Key words Kidney stone
AAA Ca (active absorbable algal calcium)
Springer Online Journal Archives 1860-2000
Abstract In nine normal subjects, four men and five women between 23 and 49 years of age, 800 mg calcium was orally administered as active absorbable algal calcium (AAA Ca) (A) and calcium carbonate (CaCO3) (B), to compare with non-calcium-containing placebo (C) in a crossover design. Calcium, oxalate, osmolality, creatinine, and pH were measured in the first three morning urine samples and Ca/osmolality, Ca/osmolality/body weight, Ca/creatinine, and oxalate/osmolality were calculated to correct for urine dilution. Ca × oxalate product was also calculated, and Ca oxalate crystal in the sediment was microscopically examined, semiquantitatively estimated as −, +, ++, or +++, and numerically expressed as 0, 1, 2, or 3, respectively.

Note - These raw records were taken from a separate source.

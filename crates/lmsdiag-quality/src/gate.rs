//! Compatibility gate for assessment packages
//!
//! Evaluates extracted questions, media references and structural defects
//! against a compatibility profile and produces a scored report.

use super::profile::CompatibilityProfile;
use lmsdiag_core::FormatVersion;
use lmsdiag_qti::{FailedFile, MediaReference, Question, QuestionType, Resolution};
use serde::{Deserialize, Serialize};
use std::collections::BTreeMap;

/// Starting score before any deduction.
pub const MAX_SCORE: u32 = 100;

#[derive(Debug, Clone, Copy, PartialEq, Eq, PartialOrd, Ord, Serialize, Deserialize)]
#[serde(rename_all = "lowercase")]
pub enum Severity {
    High,
    Medium,
    Low,
}

#[derive(Debug, Clone, Copy, PartialEq, Eq, Serialize, Deserialize)]
#[serde(rename_all = "snake_case")]
pub enum FindingKind {
    UnsupportedType,
    LimitedSupport,
    LegacyFormat,
    MissingMedia,
    ExternalMedia,
    NoQuestions,
    Structure,
    FailedFile,
}

/// Single finding
#[derive(Debug, Clone, PartialEq, Serialize, Deserialize)]
pub struct Finding {
    pub kind: FindingKind,
    pub severity: Severity,
    pub message: String,
    pub impact: i32, // Score impact (negative)
}

/// Inputs to a compatibility evaluation
#[derive(Debug, Clone, Copy)]
pub struct AssessmentInput<'a> {
    pub format_version: FormatVersion,
    pub questions: &'a [Question],
    pub references: &'a [MediaReference],
    /// Structural validation errors
    pub errors: &'a [String],
    pub failed_files: &'a [FailedFile],
}

/// Overall compatibility report
#[derive(Debug, Clone, Serialize, Deserialize)]
pub struct CompatibilityReport {
    /// Numeric score (0-100)
    pub score: u32,

    /// No issues, warnings allowed
    pub compatible: bool,

    pub issues: Vec<Finding>,
    pub warnings: Vec<Finding>,
    pub recommendations: Vec<String>,

    /// Profile used for evaluation
    pub profile: String,
}

/// Gate that evaluates assessment content for one import target
pub struct CompatibilityGate {
    profile: CompatibilityProfile,
}

impl CompatibilityGate {
    pub fn new(profile: CompatibilityProfile) -> Self {
        Self { profile }
    }

    pub fn for_target(target: &str) -> Self {
        Self::new(CompatibilityProfile::for_target(target))
    }

    pub fn profile(&self) -> &CompatibilityProfile {
        &self.profile
    }

    fn issue(&self, kind: FindingKind, severity: Severity, message: String) -> Finding {
        Finding {
            kind,
            severity,
            message,
            impact: -(self.profile.issue_penalties.for_severity(severity) as i32),
        }
    }

    fn warning(&self, kind: FindingKind, severity: Severity, message: String) -> Finding {
        Finding {
            kind,
            severity,
            message,
            impact: -(self.profile.warning_penalties.for_severity(severity) as i32),
        }
    }

    /// Evaluate assessment content against the profile
    pub fn evaluate(&self, input: &AssessmentInput) -> CompatibilityReport {
        let mut issues = Vec::new();
        let mut warnings = Vec::new();

        // === Question Types ===
        let mut by_type: BTreeMap<QuestionType, usize> = BTreeMap::new();
        for q in input.questions {
            *by_type.entry(q.question_type).or_default() += 1;
        }
        for (question_type, count) in &by_type {
            if self.profile.is_limited(*question_type) {
                warnings.push(self.warning(
                    FindingKind::LimitedSupport,
                    Severity::Medium,
                    format!("{count} {question_type} question(s) have limited support in {}", self.profile.target),
                ));
            } else if !self.profile.is_supported(*question_type) {
                issues.push(self.issue(
                    FindingKind::UnsupportedType,
                    Severity::High,
                    format!("{count} {question_type} question(s) are not supported by {}", self.profile.target),
                ));
            }
        }

        if input.questions.is_empty() {
            warnings.push(self.warning(
                FindingKind::NoQuestions,
                Severity::High,
                "No questions found".to_string(),
            ));
        }

        // === Format ===
        if self.profile.warn_on_legacy && input.format_version.is_legacy() {
            warnings.push(self.warning(
                FindingKind::LegacyFormat,
                Severity::Medium,
                format!("Package uses the older {} format", input.format_version),
            ));
        }

        // === Structure ===
        for error in input.errors {
            issues.push(self.issue(FindingKind::Structure, Severity::High, error.clone()));
        }
        if !input.failed_files.is_empty() {
            warnings.push(self.warning(
                FindingKind::FailedFile,
                Severity::Medium,
                format!("{} file(s) could not be parsed and were skipped", input.failed_files.len()),
            ));
        }

        // === Media ===
        let count = |r: Resolution| input.references.iter().filter(|m| m.classification == r).count();
        let missing = count(Resolution::Missing);
        if missing > 0 {
            warnings.push(self.warning(
                FindingKind::MissingMedia,
                Severity::High,
                format!("{missing} media reference(s) point to files missing from the package"),
            ));
        }
        let external = count(Resolution::External);
        if external > 0 {
            warnings.push(self.warning(
                FindingKind::ExternalMedia,
                Severity::Medium,
                format!("{external} media reference(s) load from external hosts"),
            ));
        }

        let score = score_for(&issues, &warnings);
        let recommendations = recommendations_for(issues.iter().chain(&warnings));

        CompatibilityReport {
            score,
            compatible: issues.is_empty(),
            issues,
            warnings,
            recommendations,
            profile: self.profile.name.clone(),
        }
    }
}

impl Default for CompatibilityGate {
    fn default() -> Self {
        Self::new(CompatibilityProfile::default())
    }
}

/// Sum of finding impacts applied to `MAX_SCORE`, floored at 0.
pub fn score_for(issues: &[Finding], warnings: &[Finding]) -> u32 {
    let deduction: i64 = issues
        .iter()
        .chain(warnings)
        .map(|f| -(f.impact as i64))
        .filter(|d| *d > 0)
        .sum();
    (MAX_SCORE as i64 - deduction).max(0) as u32
}

fn recommendation(kind: FindingKind) -> &'static str {
    match kind {
        FindingKind::UnsupportedType => "Rebuild unsupported questions with a supported type before import",
        FindingKind::LimitedSupport => "Review limited-support questions after import",
        FindingKind::LegacyFormat => "Re-export the package in the newer format if the source system allows it",
        FindingKind::MissingMedia => "Add the missing media files to the package or fix their paths",
        FindingKind::ExternalMedia => "Confirm external media hosts are reachable from the target system",
        FindingKind::NoQuestions => "Check that the export included quiz content",
        FindingKind::Structure => "Repair the structural errors and re-export",
        FindingKind::FailedFile => "Re-export the files that could not be parsed",
    }
}

fn recommendations_for<'a>(findings: impl Iterator<Item = &'a Finding>) -> Vec<String> {
    let mut out: Vec<String> = Vec::new();
    for finding in findings {
        let text = recommendation(finding.kind);
        if !out.iter().any(|r| r == text) {
            out.push(text.to_string());
        }
    }
    out
}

Urinary Ca excretion was similar in groups A and B, but significantly larger than in group C, regardless of the method of correction for dilution. Urinary oxalate excretion with correction for osmolality, however, was significantly lower in A than in B and C, which gave similar values. Urine pH was similar among all three groups. Ca × oxalate product was significantly higher in C than in A, but A and B were not significantly different. AAA Ca appeared to decrease urinary oxalate excretion and Ca × oxalate product more efficiently than CaCO3, suggesting the possibility of inhibiting the formation of Ca × oxalate kidney stones.